*YOUR INSTRUCTIONS*. A word-for-word restatement of every record is required.

### RECORDS TO USE ###

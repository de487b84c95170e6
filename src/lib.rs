pub mod auth;
pub mod cli;
pub mod config;
pub mod database;
pub mod error;
pub mod handlers;
pub mod middleware;
pub mod routes;
pub mod state;

pub use routes::app;
pub use state::AppState;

###

*ANSWER SPACE*.
repository de487b84c95170e6
filename src/lib.rs
pub mod auth;
pub mod cli;
pub mod config;
pub mod database;
pub mod error;
pub mod handlers;
pub mod middleware;
pub mod routes;
pub mod state;

pub use routes::app;
pub use state::AppState;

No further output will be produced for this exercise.